Companies in the U.S. are set to maintain or increase their sustainability investments despite changes in political leadership, according to a recent survey. However, the survey indicates a shift in focus, with businesses prioritizing stakeholder expectations and operational impact over environmental and social initiatives. The findings suggest that sustainability remains a key concern for financial leaders, not only from a corporate responsibility perspective but also as a driver of business growth and risk management.
Earlier reports on corporate sustainability investment trends have highlighted a steady commitment to ESG initiatives, yet the focus areas have evolved over time. While past surveys showed an emphasis on environmental and social impact, the latest findings indicate a reallocation towards aspects with direct business implications. Financial executives have consistently cited innovation, revenue growth, and cost savings as key benefits of sustainability strategies, reinforcing the idea that these investments are not merely ethical choices but also strategic business decisions.
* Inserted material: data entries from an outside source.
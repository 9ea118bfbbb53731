//! Storage module for physical file objects
//!
//! Defines the [`StorageBackend`] capability that the file service talks to,
//! plus the concrete backends: an S3-compatible MinIO client and an
//! in-process store for development and tests.

mod backend;
mod error;
mod memory_storage;
mod minio_client;

pub use backend::{Resize, StorageBackend};
pub use error::{StorageError, StorageErrorKind};
pub use memory_storage::MemoryStorage;
pub use minio_client::MinIOClient;

/// Provider name for the MinIO/S3 backend
pub const PROVIDER_MINIO: &str = "minio";

/// Provider name for the in-process backend
pub const PROVIDER_MEMORY: &str = "memory";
How Are CFOs Prioritizing Their Sustainability Investments?
A survey of 500 CFOs across industries such as healthcare, technology, retail, and manufacturing revealed that 44% plan to increase spending on sustainability initiatives, while 33% foresee maintaining their current investment levels. The shift in priorities is evident, with fewer companies focusing on carbon footprint reduction and climate change mitigation, and more emphasizing employee well-being, sustainable product development, and supply chain sustainability. These areas are seen as having more direct operational benefits, aligning with broader business objectives.
What Role Does Risk Management Play in Sustainability Strategies?
Risk management is a significant factor in sustainability investment decisions, with ESG risks ranking among the top concerns for CFOs. Operational risks and product or service risks remain slightly higher priorities, but sustainability-related risks are increasingly being recognized as critical. Many financial executives view sustainability efforts as necessary to safeguard long-term business stability, customer trust, and financial viability. Despite this recognition, only a minority of companies have fully integrated sustainability into their core business strategies.
The survey found that companies embedding sustainability into their overall business strategy anticipate stronger financial outcomes. Among these businesses, 91% expect revenue growth in 2025, compared to 74% of companies with a more limited sustainability approach. Similarly, 69% of companies integrating sustainability expect increased profitability, exceeding the 56% of their counterparts who have yet to take similar steps. These findings highlight the financial advantages of a more embedded and strategic approach to sustainability.
Despite continued investment, a significant portion of respondents (40%) indicated that their sustainability efforts primarily address stakeholder expectations, while another 40% focus on regulatory compliance. This suggests that many businesses still see sustainability as a response to external pressures rather than a fully integrated business strategy. However, financial leaders anticipate a growing role in ESG planning, with 80% expecting their involvement in sustainability strategy to increase or remain steady over the next year.
Karen Baum, Managing Principal, Sustainability & ESG Center of Excellence at BDO USA, stated:
“A sustainable business is stronger, more responsive to stakeholder expectations, and more resilient to economic headwinds. When businesses move sustainability off the sidelines and integrate it into core business strategy, they create a strong offense –– unlocking innovative growth pathways while defending against shifting market conditions.”
As sustainability remains a priority for CFOs, the shift away from environmental and social initiatives towards more immediate business concerns reflects a broader trend in corporate sustainability planning. Businesses now focus on areas that provide direct operational benefits rather than long-term environmental commitments. This recalibration suggests that while sustainability remains essential, its role within corporate strategy is evolving to align with financial and operational goals rather than purely ethical or regulatory motivations. Companies that successfully balance sustainability with business performance may achieve long-term stability, while those that treat it as a secondary concern risk losing competitive advantages. Financial leaders will likely continue to refine their sustainability approaches as new challenges and opportunities emerge.